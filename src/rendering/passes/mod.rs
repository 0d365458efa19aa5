pub mod pass;
pub mod scene_pass;
pub mod shadow_pass;
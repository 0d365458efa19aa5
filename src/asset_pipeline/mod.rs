pub mod generate_tangents;
pub mod loader;
use crate::color::Color;

#[derive(Debug, Clone)]
pub struct RenderConfig {
    /// Upper bound for the shadow map edge; the light's own size is used when smaller.
    pub shadow_map_size: u32,
    pub exposure: f32,
    pub clear_color: Color,
}

impl Default for RenderConfig {
    fn default() -> Self {
        Self {
            shadow_map_size: 4096,
            exposure: 1.5,
            clear_color: Color::from_hex(0xf0f0f0),
        }
    }
}
use std::sync::RwLock;

use wgpu::SurfaceConfiguration;
use winit::dpi::PhysicalSize;

use crate::rendering::global_uniform::{GlobalUniform, GlobalUniformState};

/// Resources shared by every pass.
pub struct RenderCommon {
    pub output_surface_config: RwLock<SurfaceConfiguration>,
    pub camera_uniform_buffer: wgpu::Buffer,
    pub global_uniform: GlobalUniform,
}

impl RenderCommon {
    pub fn new(
        device: &wgpu::Device,
        adapter: &wgpu::Adapter,
        surface: &wgpu::Surface,
        size: PhysicalSize<u32>,
        camera_uniform_buffer: wgpu::Buffer,
        exposure: f32,
    ) -> Self {
        let surface_caps = surface.get_capabilities(adapter);
        // Shaders write linear colour and rely on the surface for sRGB encoding.
        let surface_format = surface_caps
            .formats
            .iter()
            .find(|f| f.is_srgb())
            .copied()
            .unwrap_or(surface_caps.formats[0]);

        if !surface_format.is_srgb() {
            log::warn!("No sRGB surface format available, colours will look dark");
        }

        let output_surface_config = wgpu::SurfaceConfiguration {
            usage: wgpu::TextureUsages::RENDER_ATTACHMENT,
            format: surface_format,
            width: size.width.max(1),
            height: size.height.max(1),
            present_mode: surface_caps.present_modes[0],
            alpha_mode: surface_caps.alpha_modes[0],
            view_formats: vec![],
            desired_maximum_frame_latency: 2,
        };

        surface.configure(device, &output_surface_config);

        let global_uniform =
            GlobalUniform::new(device, GlobalUniformState::new(size, 0.0, exposure));

        Self {
            output_surface_config: RwLock::new(output_surface_config),
            camera_uniform_buffer,
            global_uniform,
        }
    }

    pub fn surface_format(&self) -> wgpu::TextureFormat {
        self.output_surface_config
            .read()
            .map(|config| config.format)
            .unwrap_or(wgpu::TextureFormat::Bgra8UnormSrgb)
    }
}
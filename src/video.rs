use std::{
    fs::File,
    io::{BufRead, BufReader, Seek},
    path::{Path, PathBuf},
};

use anyhow::Context;
use image::{codecs::gif::GifDecoder, AnimationDecoder};

use crate::material_manager::{TextureData, TextureId, TextureManager};

// Browsers clamp very short GIF delays to 100 ms as well.
const DEFAULT_FRAME_DELAY: f32 = 0.1;
const MIN_FRAME_DELAY: f32 = 0.02;

#[derive(Debug, Clone)]
pub struct VideoFrame {
    pub data: TextureData,
    /// Seconds this frame stays on screen.
    pub delay: f32,
}

#[derive(Debug, Clone)]
pub struct VideoFrames {
    pub frames: Vec<VideoFrame>,
}

impl VideoFrames {
    pub fn duration(&self) -> f32 {
        self.frames.iter().map(|f| f.delay).sum()
    }

    fn frame_at(&self, time: f32) -> usize {
        let mut end = 0.0;
        for (index, frame) in self.frames.iter().enumerate() {
            end += frame.delay;
            if time < end {
                return index;
            }
        }
        self.frames.len().saturating_sub(1)
    }
}

pub fn decode_gif<R: BufRead + Seek>(reader: R) -> anyhow::Result<VideoFrames> {
    let decoder = GifDecoder::new(reader).context("Not a GIF")?;
    let frames = decoder
        .into_frames()
        .collect_frames()
        .context("Failed to decode GIF frames")?;

    let frames: Vec<VideoFrame> = frames
        .into_iter()
        .map(|frame| {
            let (numer, denom) = frame.delay().numer_denom_ms();
            let millis = numer as f32 / denom.max(1) as f32;
            let delay = if millis <= 0.0 {
                DEFAULT_FRAME_DELAY
            } else {
                (millis / 1000.0).max(MIN_FRAME_DELAY)
            };

            VideoFrame {
                data: TextureData::from_rgba_image(frame.into_buffer()),
                delay,
            }
        })
        .collect();

    if frames.is_empty() {
        anyhow::bail!("GIF without frames");
    }

    Ok(VideoFrames { frames })
}

pub fn decode_gif_file(path: &Path) -> anyhow::Result<VideoFrames> {
    let file = File::open(path)?;
    decode_gif(BufReader::new(file))
}

/// Plays a looping frame sequence into a texture. Starts paused and muted.
/// Frames are loaded elsewhere and handed over with `set_frames`.
pub struct VideoPlayer {
    sources: Vec<PathBuf>,
    index: usize,
    frames: Option<VideoFrames>,
    playhead: f32,
    shown_frame: Option<usize>,
    playing: bool,
    muted: bool,
    looping: bool,
    texture: TextureId,
}

impl VideoPlayer {
    /// With no sources the player stays blank.
    pub fn new(sources: Vec<PathBuf>, texture: TextureId) -> Self {
        Self {
            sources,
            index: 0,
            frames: None,
            playhead: 0.0,
            shown_frame: None,
            playing: false,
            muted: true,
            looping: true,
            texture,
        }
    }

    pub fn texture(&self) -> TextureId {
        self.texture
    }

    pub fn index(&self) -> usize {
        self.index
    }

    pub fn current_source(&self) -> Option<&Path> {
        self.sources.get(self.index).map(PathBuf::as_path)
    }

    pub fn is_playing(&self) -> bool {
        self.playing
    }

    pub fn is_muted(&self) -> bool {
        self.muted
    }

    pub fn play(&mut self) {
        self.playing = true;
    }

    pub fn pause(&mut self) {
        self.playing = false;
    }

    pub fn mute(&mut self) {
        self.muted = true;
    }

    pub fn unmute(&mut self) {
        self.muted = false;
    }

    /// Moves to the next source, wrapping around, and keeps playing. Returns
    /// the source that now needs loading.
    pub fn change_video(&mut self) -> Option<&Path> {
        if self.sources.is_empty() {
            log::warn!("No video sources to change to");
            return None;
        }

        self.index = (self.index + 1) % self.sources.len();
        self.pause();
        self.frames = None;
        self.playhead = 0.0;
        self.shown_frame = None;
        self.play();
        self.current_source()
    }

    /// Frames for a source that is no longer current are dropped.
    pub fn set_frames(
        &mut self,
        source: usize,
        frames: VideoFrames,
        textures: &mut TextureManager,
    ) {
        if source != self.index {
            log::debug!("Dropping frames for stale video source {}", source);
            return;
        }

        self.frames = Some(frames);
        self.playhead = 0.0;
        self.shown_frame = None;
        self.show_current_frame(textures);
    }

    pub fn advance(&mut self, dt: f32, textures: &mut TextureManager) {
        if !self.playing {
            return;
        }
        let Some(frames) = &self.frames else {
            return;
        };

        let duration = frames.duration();
        self.playhead += dt;
        if self.playhead >= duration {
            if self.looping && duration > 0.0 {
                self.playhead %= duration;
            } else {
                self.playhead = duration;
                self.playing = false;
            }
        }

        self.show_current_frame(textures);
    }

    fn show_current_frame(&mut self, textures: &mut TextureManager) {
        let Some(frames) = &self.frames else {
            return;
        };

        let frame_index = frames.frame_at(self.playhead);
        if self.shown_frame == Some(frame_index) {
            return;
        }

        textures.set_data(self.texture, frames.frames[frame_index].data.clone());
        self.shown_frame = Some(frame_index);
    }
}
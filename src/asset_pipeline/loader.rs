use std::{
    path::{Path, PathBuf},
    sync::{
        atomic::{AtomicUsize, Ordering},
        mpsc::{self, channel},
        Arc,
    },
};

use anyhow::Context;

use crate::{material_manager::TextureData, video::VideoFrames};

pub struct GltfImport {
    pub document: gltf::Document,
    pub buffers: Vec<gltf::buffer::Data>,
    pub images: Vec<gltf::image::Data>,
}

pub enum Asset {
    Image(TextureData),
    Gltf(GltfImport),
    Frames(VideoFrames),
}

pub struct Loaded<K> {
    pub key: K,
    pub path: PathBuf,
    pub asset: Asset,
}

/// Decodes assets on the rayon pool. Results are handed back through `poll`,
/// which the frame loop calls once per frame. Failed loads are logged and
/// never reported.
pub struct AssetLoader<K> {
    sender: mpsc::Sender<Loaded<K>>,
    receiver: mpsc::Receiver<Loaded<K>>,
    pending: Arc<AtomicUsize>,
}

impl<K: Send + 'static> AssetLoader<K> {
    pub fn new() -> Self {
        let (sender, receiver) = channel();

        Self {
            sender,
            receiver,
            pending: Arc::new(AtomicUsize::new(0)),
        }
    }

    pub fn request_image(&self, key: K, path: PathBuf) {
        self.spawn(key, path, |path| {
            let image = image::ImageReader::open(path)?
                .with_guessed_format()?
                .decode()
                .context("Failed to decode image")?;
            Ok(Asset::Image(TextureData::from_rgba_image(image.to_rgba8())))
        });
    }

    pub fn request_gltf(&self, key: K, path: PathBuf) {
        self.spawn(key, path, |path| {
            let (document, buffers, images) = gltf::import(path)?;
            Ok(Asset::Gltf(GltfImport {
                document,
                buffers,
                images,
            }))
        });
    }

    pub fn request_frames(&self, key: K, path: PathBuf) {
        self.spawn(key, path, |path| {
            crate::video::decode_gif_file(path).map(Asset::Frames)
        });
    }

    /// Number of requests that have neither completed nor failed.
    pub fn pending(&self) -> usize {
        self.pending.load(Ordering::Acquire)
    }

    /// Drains everything that finished since the last call.
    pub fn poll(&self) -> Vec<Loaded<K>> {
        self.receiver.try_iter().collect()
    }

    #[cfg(test)]
    pub fn wait(&self, timeout: std::time::Duration) -> Option<Loaded<K>> {
        self.receiver.recv_timeout(timeout).ok()
    }

    fn spawn<F>(&self, key: K, path: PathBuf, decode: F)
    where
        F: FnOnce(&Path) -> anyhow::Result<Asset> + Send + 'static,
    {
        let sender = self.sender.clone();
        let pending = self.pending.clone();
        pending.fetch_add(1, Ordering::AcqRel);

        rayon::spawn(move || {
            match decode(&path) {
                Ok(asset) => {
                    log::debug!("Loaded {}", path.display());
                    // The receiver only goes away when the app shuts down.
                    let _ = sender.send(Loaded { key, path, asset });
                }
                Err(e) => log::error!("Failed to load {}: {:#}", path.display(), e),
            }
            pending.fetch_sub(1, Ordering::AcqRel);
        });
    }
}
use bytemuck::{Pod, Zeroable};
use wgpu::util::DeviceExt;
use winit::dpi::PhysicalSize;

#[repr(C)]
#[derive(Copy, Clone, Debug, Pod, Zeroable)]
pub struct GlobalUniformState {
    pub resolution: [f32; 2],
    pub now: f32,
    pub exposure: f32,
}

impl GlobalUniformState {
    pub fn new(resolution: PhysicalSize<u32>, now: f32, exposure: f32) -> Self {
        Self {
            resolution: [resolution.width as f32, resolution.height as f32],
            now,
            exposure,
        }
    }
}

pub struct GlobalUniform {
    buffer: wgpu::Buffer,
    pub bind_group: wgpu::BindGroup,
    pub bind_group_layout: wgpu::BindGroupLayout,
}

impl GlobalUniform {
    pub fn new(device: &wgpu::Device, initial_state: GlobalUniformState) -> Self {
        let buffer = device.create_buffer_init(&wgpu::util::BufferInitDescriptor {
            label: Some("Global uniform buffer"),
            contents: bytemuck::cast_slice(&[initial_state]),
            usage: wgpu::BufferUsages::UNIFORM | wgpu::BufferUsages::COPY_DST,
        });

        let bind_group_layout = device.create_bind_group_layout(&wgpu::BindGroupLayoutDescriptor {
            label: Some("Global uniform bind group layout"),
            entries: &[wgpu::BindGroupLayoutEntry {
                binding: 0,
                visibility: wgpu::ShaderStages::VERTEX_FRAGMENT,
                ty: wgpu::BindingType::Buffer {
                    ty: wgpu::BufferBindingType::Uniform,
                    has_dynamic_offset: false,
                    min_binding_size: None,
                },
                count: None,
            }],
        });

        let bind_group = device.create_bind_group(&wgpu::BindGroupDescriptor {
            label: Some("Global uniform bind group"),
            layout: &bind_group_layout,
            entries: &[wgpu::BindGroupEntry {
                binding: 0,
                resource: buffer.as_entire_binding(),
            }],
        });

        Self {
            buffer,
            bind_group,
            bind_group_layout,
        }
    }

    pub fn update(&self, queue: &wgpu::Queue, state: GlobalUniformState) {
        queue.write_buffer(&self.buffer, 0, bytemuck::cast_slice(&[state]));
    }
}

### AIM OF THE TASK
Go through the listing above and pull out each line containing the word "None".

### TASK RESULT
            frames: None,
            shown_frame: None,
            return None;
        self.frames = None;
        self.shown_frame = None;
        self.shown_frame = None;
                    min_binding_size: None,
                count: None,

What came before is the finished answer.